SA women have a lot on their plate and little to eat as prices soar

A new household affordability index report shows the average food basket increased by nearly R200 in five months

The rising cost of staple food is putting more pressure on struggling SA women who are forgoing meals to keep their families fed.
The rising cost of staple food is putting more pressure on struggling SA women who are forgoing meals to keep their families fed. (123RF/kwangmoo )

Struggling SA women are eating less, borrowing money, not repaying their debt and selling anything they can to keep their families fed.

This is according to the Pietermaritzburg Economic Justice and Dignity Group (PEJDG), which on Wednesday released its latest household affordability index report.

It tracked food prices at 44 supermarkets and 30 butcheries in Johannesburg, Durban, Cape Town, Pietermaritzburg and Springbok.

The rising cost of SA food.
The rising cost of SA food. (Nolo Moima)

According to the data collated the cost of the average household food basket increased by R198,64 between September and January, now costing R4,051.20.

Mervyn Abrahams, PEJDG’s programme coordinator, said SA women who spoke to data collectors were able to keep their families fed with stokvel payments they received.

“Most stokvels survived 2020. Women tell us they were able to carry on making payments by sacrificing their own health and nutrition needs and using some of the social grant top-ups on child support and old-age grants.

We hustle. We eat less so our children can eat. We find someone, anyone, to borrow money from and then find a way not to repay them.

—  Umlazi woman

“This year the food will finish sooner because families must share food with those whose food has run out and because the start of the new school year has been delayed. The grace period will end in February. After this time, women tell us, things are going to be very hard, as many more families are going to find themselves very hungry.

“Women tell us they recognise that the pandemic will be with us for another year and they are on their own now.”

Women will delve deep into their resources and talents, their relationships and connections and find a way to survive.

“What can we do? We hustle. We eat less so our children can eat. We find someone, anyone, to borrow money from and then find a way not to repay them. Everybody is hustling to sell something, make something, grow something, beg and borrow ... Start something, anything, to survive. There is no rest, there is no peace,” said one Umlazi woman.

According to the household affordability index report, the main foods that drove higher increases in the food basket over the past five months were staple foods including maize meal, rice, flour, sugar, bread and oil.

According to the report, high levels of inflation on these foods are problematic for several reasons:

  • These core foods must be bought regardless of price escalations.
  • The higher cost of core staple foods means less money is available to buy other foods that are important for proper nutrition: eggs, dairy, meats and fish (essential for protein, calcium and iron), and vegetables and fruit (essential for vitamins, minerals, and fibre). That has negative consequences for overall household health and wellbeing and the ability to resist illness.
  • The higher rand-value cost of a basket of food has become unaffordable. It has breached the level of the national minimum wage, which in January 2021 is R3,321.60.   

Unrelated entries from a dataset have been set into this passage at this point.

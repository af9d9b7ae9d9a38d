//! Normalized collection state with immutable snapshots.
//!
//! An [`EntitiesState`] is one snapshot of a collection: an ordered id list,
//! an id-keyed entity table, the active selection, and a few scalar flags.
//! Clone is O(1) due to structural sharing; every mutation of the store
//! produces a new snapshot and leaves the old one untouched.

use std::collections::HashMap;
use std::fmt;

use herd_foundation::equality::collections_equal;
use herd_foundation::{Entity, EntityId, EntityTable, IdList};

#[cfg(feature = "serde")]
use serde::{Deserialize, Serialize};

// =============================================================================
// Active selection
// =============================================================================

/// The currently active entity, entities, or nothing.
#[derive(Clone, Debug, Default, PartialEq, Eq, Hash)]
#[cfg_attr(feature = "serde", derive(Serialize, Deserialize))]
pub enum Active {
    /// No active entity.
    #[default]
    None,
    /// A single active entity.
    One(EntityId),
    /// Several active entities, in selection order.
    Many(Vec<EntityId>),
}

impl Active {
    /// Returns true if nothing is active.
    #[must_use]
    pub fn is_none(&self) -> bool {
        matches!(self, Self::None)
    }

    /// Returns true if at least one id is active.
    #[must_use]
    pub fn is_some(&self) -> bool {
        !self.is_none()
    }

    /// Returns the active ids in order.
    #[must_use]
    pub fn ids(&self) -> &[EntityId] {
        match self {
            Self::None => &[],
            Self::One(id) => std::slice::from_ref(id),
            Self::Many(ids) => ids,
        }
    }

    /// Returns the first active id.
    #[must_use]
    pub fn primary(&self) -> Option<&EntityId> {
        self.ids().first()
    }

    /// Returns true if `id` is active.
    #[must_use]
    pub fn contains(&self, id: &EntityId) -> bool {
        self.ids().contains(id)
    }

    /// Drops ids for which `keep` is false. A selection left empty becomes
    /// [`Active::None`].
    #[must_use]
    pub fn retain(&self, mut keep: impl FnMut(&EntityId) -> bool) -> Self {
        match self {
            Self::None => Self::None,
            Self::One(id) if keep(id) => Self::One(id.clone()),
            Self::One(_) => Self::None,
            Self::Many(ids) => {
                let kept: Vec<EntityId> = ids.iter().filter(|id| keep(id)).cloned().collect();
                if kept.is_empty() {
                    Self::None
                } else {
                    Self::Many(kept)
                }
            }
        }
    }
}

macro_rules! active_from_id {
    ($($ty:ty),*) => {
        $(
            impl From<$ty> for Active {
                fn from(id: $ty) -> Self {
                    Self::One(EntityId::from(id))
                }
            }
        )*
    };
}

active_from_id!(EntityId, &EntityId, i32, i64, u32, &str, String);

impl<T: Into<EntityId>> From<Vec<T>> for Active {
    fn from(ids: Vec<T>) -> Self {
        Self::Many(ids.into_iter().map(Into::into).collect())
    }
}

impl<T: Into<EntityId>, const N: usize> From<[T; N]> for Active {
    fn from(ids: [T; N]) -> Self {
        Self::Many(ids.into_iter().map(Into::into).collect())
    }
}

// =============================================================================
// Metadata
// =============================================================================

/// Opaque store-level metadata, such as the store's name.
///
/// Informational only; nothing in the collection invariants depends on it.
#[derive(Clone, Debug, Default, PartialEq, Eq)]
#[cfg_attr(feature = "serde", derive(Serialize, Deserialize))]
pub struct Metadata(im::OrdMap<String, String>);

impl Metadata {
    /// Creates empty metadata.
    #[must_use]
    pub fn new() -> Self {
        Self::default()
    }

    /// Returns metadata with `key` set.
    #[must_use]
    pub fn with(mut self, key: impl Into<String>, value: impl Into<String>) -> Self {
        self.insert(key, value);
        self
    }

    /// Sets `key`.
    pub fn insert(&mut self, key: impl Into<String>, value: impl Into<String>) {
        self.0.insert(key.into(), value.into());
    }

    /// Removes `key`, returning its value.
    pub fn remove(&mut self, key: &str) -> Option<String> {
        self.0.remove(key)
    }

    /// Gets a value.
    #[must_use]
    pub fn get(&self, key: &str) -> Option<&str> {
        self.0.get(key).map(String::as_str)
    }

    /// Returns the `name` entry.
    #[must_use]
    pub fn name(&self) -> Option<&str> {
        self.get("name")
    }

    /// Returns the number of entries.
    #[must_use]
    pub fn len(&self) -> usize {
        self.0.len()
    }

    /// Returns true if there are no entries.
    #[must_use]
    pub fn is_empty(&self) -> bool {
        self.0.is_empty()
    }

    /// Iterates entries in key order.
    pub fn iter(&self) -> impl Iterator<Item = (&str, &str)> {
        self.0.iter().map(|(k, v)| (k.as_str(), v.as_str()))
    }
}

// =============================================================================
// Store actions
// =============================================================================

/// The operation that produced a snapshot.
#[derive(Clone, Copy, Debug, PartialEq, Eq, Hash)]
#[cfg_attr(feature = "serde", derive(Serialize, Deserialize))]
pub enum StoreAction {
    /// Initial state of a new store.
    Init,
    /// Wholesale replacement of the collection.
    Set,
    /// Entities appended or overwritten.
    Add,
    /// Entities patched.
    Update,
    /// Some entities removed.
    Remove,
    /// Collection cleared back to its initial state.
    Reset,
    /// Active selection changed.
    SetActive,
    /// Loading flag changed.
    SetLoading,
    /// Error payload changed.
    SetError,
    /// Metadata edited.
    UpdateMetadata,
}

impl StoreAction {
    /// Returns the action's name.
    #[must_use]
    pub fn name(self) -> &'static str {
        match self {
            Self::Init => "init",
            Self::Set => "set",
            Self::Add => "add",
            Self::Update => "update",
            Self::Remove => "remove",
            Self::Reset => "reset",
            Self::SetActive => "set_active",
            Self::SetLoading => "set_loading",
            Self::SetError => "set_error",
            Self::UpdateMetadata => "update_metadata",
        }
    }
}

impl fmt::Display for StoreAction {
    fn fmt(&self, f: &mut fmt::Formatter<'_>) -> fmt::Result {
        f.write_str(self.name())
    }
}

// =============================================================================
// EntitiesState
// =============================================================================

/// Immutable snapshot of a normalized entity collection.
#[derive(Clone, Debug, PartialEq)]
#[cfg_attr(feature = "serde", derive(Serialize, Deserialize))]
pub struct EntitiesState<E: Clone> {
    pub(crate) ids: IdList,
    pub(crate) entities: EntityTable<E>,
    pub(crate) active: Active,
    pub(crate) loading: bool,
    pub(crate) error: Option<String>,
    pub(crate) metadata: Metadata,
    pub(crate) action: StoreAction,
}

impl<E: Entity> Default for EntitiesState<E> {
    fn default() -> Self {
        Self::new()
    }
}

impl<E: Entity> EntitiesState<E> {
    /// Creates an empty, loading state.
    #[must_use]
    pub fn new() -> Self {
        Self {
            ids: IdList::new(),
            entities: EntityTable::new(),
            active: Active::None,
            loading: true,
            error: None,
            metadata: Metadata::new(),
            action: StoreAction::Init,
        }
    }

    /// Returns this state with its collection replaced by `entities`.
    ///
    /// Duplicate ids keep the position of their first occurrence and the
    /// value of their last. The active selection is pruned to surviving ids.
    #[must_use]
    pub fn with_entities(self, entities: impl IntoIterator<Item = E>) -> Self {
        let (ids, entities) = normalize(entities);
        let active = self.active.retain(|id| entities.contains_key(id));
        Self {
            ids,
            entities,
            active,
            ..self
        }
    }

    /// Returns this state with `active` adopted, keeping only present ids.
    #[must_use]
    pub fn with_active(self, active: impl Into<Active>) -> Self {
        let active = active.into().retain(|id| self.entities.contains_key(id));
        Self { active, ..self }
    }

    /// Returns this state with the loading flag set.
    #[must_use]
    pub fn with_loading(self, loading: bool) -> Self {
        Self { loading, ..self }
    }

    /// Returns this state with an error payload.
    #[must_use]
    pub fn with_error(self, error: impl Into<String>) -> Self {
        Self {
            error: Some(error.into()),
            ..self
        }
    }

    /// Returns this state with the given metadata.
    #[must_use]
    pub fn with_metadata(self, metadata: Metadata) -> Self {
        Self { metadata, ..self }
    }

    /// Returns the ids in collection order.
    #[must_use]
    pub fn ids(&self) -> &IdList {
        &self.ids
    }

    /// Returns the id-keyed entity table.
    #[must_use]
    pub fn entities(&self) -> &EntityTable<E> {
        &self.entities
    }

    /// Returns the active selection.
    #[must_use]
    pub fn active(&self) -> &Active {
        &self.active
    }

    /// Returns the loading flag.
    #[must_use]
    pub fn loading(&self) -> bool {
        self.loading
    }

    /// Returns the error payload.
    #[must_use]
    pub fn error(&self) -> Option<&str> {
        self.error.as_deref()
    }

    /// Returns the metadata.
    #[must_use]
    pub fn metadata(&self) -> &Metadata {
        &self.metadata
    }

    /// Returns the action that produced this snapshot.
    #[must_use]
    pub fn action(&self) -> StoreAction {
        self.action
    }

    /// Returns the number of entities.
    #[must_use]
    pub fn len(&self) -> usize {
        self.ids.len()
    }

    /// Returns true if the collection is empty.
    #[must_use]
    pub fn is_empty(&self) -> bool {
        self.ids.is_empty()
    }

    /// Gets an entity by id.
    #[must_use]
    pub fn get(&self, id: &EntityId) -> Option<&E> {
        self.entities.get(id)
    }

    /// Returns true if the collection contains `id`.
    #[must_use]
    pub fn contains(&self, id: &EntityId) -> bool {
        self.entities.contains_key(id)
    }

    /// Iterates entities in collection order.
    pub fn iter(&self) -> impl DoubleEndedIterator<Item = &E> {
        self.ids.iter().filter_map(|id| self.entities.get(id))
    }

    /// Returns true if both snapshots hold the same collection (ids and
    /// entities), ignoring every other field.
    #[must_use]
    pub fn same_collection(&self, other: &Self) -> bool {
        collections_equal((&self.ids, &self.entities), (&other.ids, &other.entities))
    }

    /// Checks the collection invariants: `ids` has no duplicates and maps
    /// one-to-one onto the entity table (each entity stored under its own
    /// id), and `active` references only present ids.
    #[must_use]
    pub fn is_consistent(&self) -> bool {
        if self.ids.len() != self.entities.len() {
            return false;
        }
        let mut seen = std::collections::HashSet::with_capacity(self.ids.len());
        let ids_ok = self.ids.iter().all(|id| {
            seen.insert(id)
                && self
                    .entities
                    .get(id)
                    .is_some_and(|entity| &entity.id() == id)
        });
        ids_ok && self.active.ids().iter().all(|id| self.contains(id))
    }
}

/// Splits entities into an ordered id list and a table, deduplicating ids
/// (first position, last value).
pub(crate) fn normalize<E: Entity>(entities: impl IntoIterator<Item = E>) -> (IdList, EntityTable<E>) {
    let mut order = Vec::new();
    let mut latest: HashMap<EntityId, E> = HashMap::new();
    for entity in entities {
        let id = entity.id();
        if latest.insert(id.clone(), entity).is_none() {
            order.push(id);
        }
    }
    (order.into_iter().collect(), latest.into_iter().collect())
}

“The R350 Covid Relief Grant, which is so little, but shockingly so important, ends in four days’ time.

“Government has chosen to withdraw support in the middle of a pandemic when almost nothing has gone back to normal and almost everything has got worse. 

“The vast majority of South Africans now face the second, and possibly third and fourth, waves of Covid-19 with less money in our pockets than we had at the start of the pandemic in March 2020. 

“We have no or little savings, almost no capacity to absorb shocks. We have lost our jobs, our wages have been cut, we work fewer hours. At the same time food prices, electricity prices and transport prices continue to climb. People we love are dying. 

“How is it possible that we allowed government to stop providing relief and not intervene to reduce the cost of expenses, viz regulate and bring down the prices of core staple foods, to subsidise public transport and to cut the cost of electricity?” asked Abrahams.

“If the state does not act now and act big to spend and to support those in need, it is likely that our post-pandemic economic recovery will be slower and we will find ourselves in a deeper crisis post the pandemic.”